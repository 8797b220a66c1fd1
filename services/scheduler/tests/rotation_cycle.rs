//! Rotation engine integration tests against in-memory storage.
//!
//! All scenarios run on 2026-03-01, when New York is on EST: the default
//! daily window is `[13:00, 01:00)` UTC and flash windows open every three
//! hours on the UTC clock.

use std::sync::Arc;

use async_trait::async_trait;
use chrono::{DateTime, Duration, TimeZone, Utc};
use tempo_scheduler::clock::ManualClock;
use tempo_scheduler::collaborators::{
    CollaboratorError, ContentGenerator, PollDraft, Signal, StaticSignalSource, TemplateGenerator,
};
use tempo_scheduler::polls::{MemoryPollRepository, NewPoll, PollKind, PollRepository, PollStatus};
use tempo_scheduler::rotation::{
    GenerationError, GenerationOutcome, RotationEngine, RotationSettings, Slot,
};
use tempo_window::RotationWindow;

fn at(h: u32, m: u32, s: u32) -> DateTime<Utc> {
    Utc.with_ymd_and_hms(2026, 3, 1, h, m, s).unwrap()
}

struct Fixture {
    repo: Arc<MemoryPollRepository>,
    signals: Arc<StaticSignalSource>,
    clock: ManualClock,
    engine: RotationEngine,
}

impl Fixture {
    fn new(now: DateTime<Utc>) -> Self {
        let settings = RotationSettings::default();
        let generator = Arc::new(TemplateGenerator::new(settings.categories.clone()));
        Self::with_generator(now, generator)
    }

    fn with_generator(now: DateTime<Utc>, generator: Arc<dyn ContentGenerator>) -> Self {
        let repo = Arc::new(MemoryPollRepository::new());
        let signals = Arc::new(StaticSignalSource::default());
        let clock = ManualClock::new(now);
        let engine = RotationEngine::new(
            repo.clone(),
            signals.clone(),
            generator,
            Arc::new(clock.clone()),
            RotationSettings::default(),
        );
        Self {
            repo,
            signals,
            clock,
            engine,
        }
    }

    fn engine_sharing_repo(&self, generator: Arc<dyn ContentGenerator>) -> RotationEngine {
        RotationEngine::new(
            self.repo.clone(),
            self.signals.clone(),
            generator,
            Arc::new(self.clock.clone()),
            RotationSettings::default(),
        )
    }

    async fn all_polls(&self) -> Vec<tempo_scheduler::polls::Poll> {
        self.repo
            .get_units_created_since(at(0, 0, 0) - Duration::days(365), None)
            .await
            .unwrap()
    }
}

fn new_poll(kind: PollKind, window: RotationWindow, status: PollStatus) -> NewPoll {
    NewPoll {
        kind,
        category: "science".to_string(),
        question: "Will it rain on the comet?".to_string(),
        choices: vec!["Yes".to_string(), "No".to_string()],
        source_title: "Comet forecast published".to_string(),
        source_signal: "fixture".to_string(),
        synthesized: false,
        window,
        initial_status: status,
        created_at: window.start,
    }
}

fn signal(category: &str, title: &str, score: f64) -> Signal {
    Signal {
        title: title.to_string(),
        summary: format!("{title} (summary)"),
        category: category.to_string(),
        url: None,
        score,
    }
}

#[tokio::test]
async fn current_window_follows_the_hour() {
    let fx = Fixture::new(at(10, 0, 0));
    let ten_to_eleven = RotationWindow::new(at(10, 0, 0), at(11, 0, 0)).unwrap();

    assert_eq!(fx.engine.current_window(), ten_to_eleven);
    fx.clock.set(at(10, 59, 59));
    assert_eq!(fx.engine.current_window(), ten_to_eleven);
    fx.clock.set(at(11, 0, 0));
    assert_eq!(
        fx.engine.current_window(),
        RotationWindow::new(at(11, 0, 0), at(12, 0, 0)).unwrap()
    );
    assert_eq!(fx.engine.previous_window(), ten_to_eleven);
}

#[tokio::test]
async fn close_expired_closes_the_finished_poll() {
    let fx = Fixture::new(at(10, 30, 0));
    let finished = RotationWindow::new(at(9, 0, 0), at(10, 0, 0)).unwrap();
    let poll = fx
        .repo
        .create(new_poll(PollKind::Flash, finished, PollStatus::Active))
        .await
        .unwrap();

    assert_eq!(fx.engine.close_expired().await.unwrap(), 1);

    let closed = fx.repo.get(poll.id).await.unwrap();
    assert_eq!(closed.status, PollStatus::Closed);
    assert_eq!(closed.closed_at, Some(at(10, 30, 0)));

    assert_eq!(fx.engine.close_expired().await.unwrap(), 0);
}

#[tokio::test]
async fn close_expired_closes_a_scheduled_poll_whose_window_passed() {
    // No replica ran between 09:00 and 10:00, so the poll never opened.
    let fx = Fixture::new(at(10, 30, 0));
    let missed = RotationWindow::new(at(9, 0, 0), at(10, 0, 0)).unwrap();
    let poll = fx
        .repo
        .create(new_poll(PollKind::Flash, missed, PollStatus::Scheduled))
        .await
        .unwrap();

    let summary = fx.engine.run_rotation_cycle().await.unwrap();
    assert_eq!(summary.closed_count, 1);
    assert_eq!(summary.activated_count, 0);

    let closed = fx.repo.get(poll.id).await.unwrap();
    assert_eq!(closed.status, PollStatus::Closed);
    assert_eq!(closed.activated_at, None);
    assert_eq!(closed.closed_at, Some(at(10, 30, 0)));
}

#[tokio::test]
async fn generation_refuses_a_slot_that_already_ended() {
    let fx = Fixture::new(at(15, 30, 0));
    let slot = Slot {
        kind: PollKind::Flash,
        window: RotationWindow::new(at(12, 0, 0), at(13, 0, 0)).unwrap(),
    };

    let err = fx.engine.generate_for(slot).await.unwrap_err();
    assert!(matches!(err, GenerationError::SlotEnded { kind: PollKind::Flash, .. }));
    assert!(fx.all_polls().await.is_empty());
}

#[tokio::test]
async fn rotation_cycle_is_idempotent_within_a_window() {
    let fx = Fixture::new(at(15, 30, 0));

    let first = fx.engine.run_rotation_cycle().await.unwrap();
    assert_eq!(first.generated.len(), 2);
    let daily = first.generated_poll().unwrap();
    assert_eq!(daily.kind, PollKind::Daily);
    assert_eq!(daily.status, PollStatus::Active);
    assert_eq!(daily.scheduled_start, at(13, 0, 0));
    let flash = &first.generated[1];
    assert_eq!(flash.kind, PollKind::Flash);
    assert_eq!(flash.status, PollStatus::Scheduled);
    assert_eq!(flash.scheduled_start, at(18, 0, 0));
    assert_eq!(first.newly_opened().len(), 1);

    let second = fx.engine.run_rotation_cycle().await.unwrap();
    assert_eq!(second.closed_count, 0);
    assert_eq!(second.activated_count, 0);
    assert!(second.generated_poll().is_none());
    assert!(second.newly_opened().is_empty());

    assert_eq!(fx.all_polls().await.len(), 2);
}

#[tokio::test]
async fn rotation_cycle_walks_a_flash_poll_through_its_window() {
    let fx = Fixture::new(at(15, 30, 0));
    fx.engine.run_rotation_cycle().await.unwrap();

    fx.clock.set(at(18, 0, 5));
    let opened = fx.engine.run_rotation_cycle().await.unwrap();
    assert_eq!(opened.closed_count, 0);
    assert_eq!(opened.activated_count, 1);
    assert_eq!(opened.activated[0].scheduled_start, at(18, 0, 0));
    assert_eq!(opened.activated[0].activated_at, Some(at(18, 0, 5)));
    assert_eq!(opened.generated.len(), 1);
    assert_eq!(opened.generated[0].scheduled_start, at(21, 0, 0));

    fx.clock.set(at(19, 0, 5));
    let closed = fx.engine.run_rotation_cycle().await.unwrap();
    assert_eq!(closed.closed_count, 1);
    assert_eq!(closed.activated_count, 0);
    assert!(closed.generated.is_empty());

    let closed_polls = fx.repo.list_by_status(PollStatus::Closed).await.unwrap();
    assert_eq!(closed_polls.len(), 1);
    assert_eq!(closed_polls[0].scheduled_end, at(19, 0, 0));
}

/// Hands control back to the scheduler before drafting, so two engines
/// both get past the filled-slot check before either writes.
struct YieldingGenerator(TemplateGenerator);

#[async_trait]
impl ContentGenerator for YieldingGenerator {
    async fn generate(
        &self,
        signals: &[Signal],
        avoid_categories: &[String],
    ) -> Result<Vec<PollDraft>, CollaboratorError> {
        tokio::task::yield_now().await;
        self.0.generate(signals, avoid_categories).await
    }
}

#[tokio::test]
async fn concurrent_generation_fills_a_slot_once() {
    let categories = RotationSettings::default().categories;
    let fx = Fixture::with_generator(
        at(15, 30, 0),
        Arc::new(YieldingGenerator(TemplateGenerator::new(categories.clone()))),
    );
    let other =
        fx.engine_sharing_repo(Arc::new(YieldingGenerator(TemplateGenerator::new(categories))));
    let slot = Slot {
        kind: PollKind::Flash,
        window: RotationWindow::new(at(18, 0, 0), at(19, 0, 0)).unwrap(),
    };

    let (a, b) = tokio::join!(fx.engine.generate_for(slot), other.generate_for(slot));
    let (a, b) = (a.unwrap(), b.unwrap());

    // The loser hit the uniqueness constraint and read the winner's poll back.
    assert!(matches!(
        (&a, &b),
        (GenerationOutcome::Created(_), GenerationOutcome::Existing(_))
            | (GenerationOutcome::Existing(_), GenerationOutcome::Created(_))
    ));
    assert_eq!(a.poll().id, b.poll().id);
    assert_eq!(fx.all_polls().await.len(), 1);
}

#[tokio::test]
async fn generation_avoids_recent_categories_and_titles() {
    let fx = Fixture::new(at(15, 30, 0));
    let earlier = RotationWindow::new(at(12, 0, 0), at(13, 0, 0)).unwrap();
    let mut recent = new_poll(PollKind::Flash, earlier, PollStatus::Closed);
    recent.source_title = "Mars rover finds water ice".to_string();
    fx.repo.create(recent).await.unwrap();

    fx.signals.set(vec![
        signal("science", "Mars rover finds water ice deposits", 0.9),
        signal("sports", "Underdogs take the championship final", 0.5),
    ]);

    let outcome = fx.engine.force_generate().await.unwrap();
    let poll = outcome.poll();
    assert!(outcome.is_created());
    assert_eq!(poll.kind, PollKind::Daily);
    assert_eq!(poll.category, "sports");
    assert_eq!(poll.source_title, "Underdogs take the championship final");
    assert!(poll.synthesized);
}

#[tokio::test]
async fn repetitive_signals_fall_back_to_an_evergreen_question() {
    let fx = Fixture::new(at(15, 30, 0));
    let earlier = RotationWindow::new(at(12, 0, 0), at(13, 0, 0)).unwrap();
    let mut recent = new_poll(PollKind::Flash, earlier, PollStatus::Closed);
    recent.source_title = "Mars rover finds water ice".to_string();
    fx.repo.create(recent).await.unwrap();

    fx.signals
        .set(vec![signal("technology", "Mars rover finds water ice again", 0.9)]);

    let poll = fx.engine.force_generate().await.unwrap().into_poll();
    assert_eq!(poll.category, "technology");
    assert!(poll.source_title.is_empty());
    assert_eq!(poll.source_signal, "evergreen");
}

struct BrokenGenerator;

#[async_trait]
impl ContentGenerator for BrokenGenerator {
    async fn generate(
        &self,
        _signals: &[Signal],
        _avoid_categories: &[String],
    ) -> Result<Vec<PollDraft>, CollaboratorError> {
        Err(CollaboratorError::Status {
            endpoint: "http://generator.invalid".to_string(),
            status: 500,
            body: "boom".to_string(),
        })
    }
}

#[tokio::test]
async fn generator_failure_does_not_fail_the_cycle() {
    let fx = Fixture::with_generator(at(15, 30, 0), Arc::new(BrokenGenerator));
    let finished = RotationWindow::new(at(14, 0, 0), at(15, 0, 0)).unwrap();
    fx.repo
        .create(new_poll(PollKind::Flash, finished, PollStatus::Active))
        .await
        .unwrap();

    let summary = fx.engine.run_rotation_cycle().await.unwrap();
    assert_eq!(summary.closed_count, 1);
    assert!(summary.generated.is_empty());

    assert!(fx.engine.force_generate().await.is_err());
}

#[tokio::test]
async fn repository_outage_fails_the_cycle() {
    let fx = Fixture::new(at(15, 30, 0));
    fx.repo.set_unavailable(true);

    assert!(fx.engine.run_rotation_cycle().await.is_err());
}

#[tokio::test]
async fn top_up_fills_upcoming_flash_windows() {
    let fx = Fixture::new(at(15, 30, 0));

    let report = fx.engine.top_up(2).await.unwrap();
    assert_eq!(report.upcoming_before, 0);
    assert_eq!(report.upcoming_after, 2);
    assert_eq!(report.created.len(), 3);

    let upcoming: Vec<_> = fx
        .repo
        .list_by_status(PollStatus::Scheduled)
        .await
        .unwrap()
        .into_iter()
        .map(|p| p.scheduled_start)
        .collect();
    assert_eq!(upcoming, vec![at(18, 0, 0), at(21, 0, 0)]);

    let again = fx.engine.top_up(2).await.unwrap();
    assert_eq!(again.upcoming_before, 2);
    assert!(again.created.is_empty());
}

#[tokio::test]
async fn archive_moves_only_old_closed_polls() {
    let fx = Fixture::new(at(15, 30, 0));
    let old = RotationWindow::new(
        at(9, 0, 0) - Duration::days(40),
        at(10, 0, 0) - Duration::days(40),
    )
    .unwrap();
    let recent = RotationWindow::new(at(9, 0, 0), at(10, 0, 0)).unwrap();
    fx.repo
        .create(new_poll(PollKind::Flash, old, PollStatus::Closed))
        .await
        .unwrap();
    fx.repo
        .create(new_poll(PollKind::Flash, recent, PollStatus::Closed))
        .await
        .unwrap();

    assert_eq!(fx.engine.archive_closed(Duration::days(30)).await.unwrap(), 1);

    let archived = fx.repo.list_by_status(PollStatus::Archived).await.unwrap();
    assert_eq!(archived.len(), 1);
    assert_eq!(archived[0].scheduled_end, old.end);
    assert!(archived[0].archived_at.is_some());
}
====
→ Prompt: Copy, please, exactly the lines that start at the first line of the data and end at the line containing "open every three", both kept and no others.

→ Task answer:
repository 8797b220a66c1fd1
filename services/scheduler/tests/rotation_cycle.rs
//! Rotation engine integration tests against in-memory storage.
//!
//! All scenarios run on 2026-03-01, when New York is on EST: the default
//! daily window is `[13:00, 01:00)` UTC and flash windows open every three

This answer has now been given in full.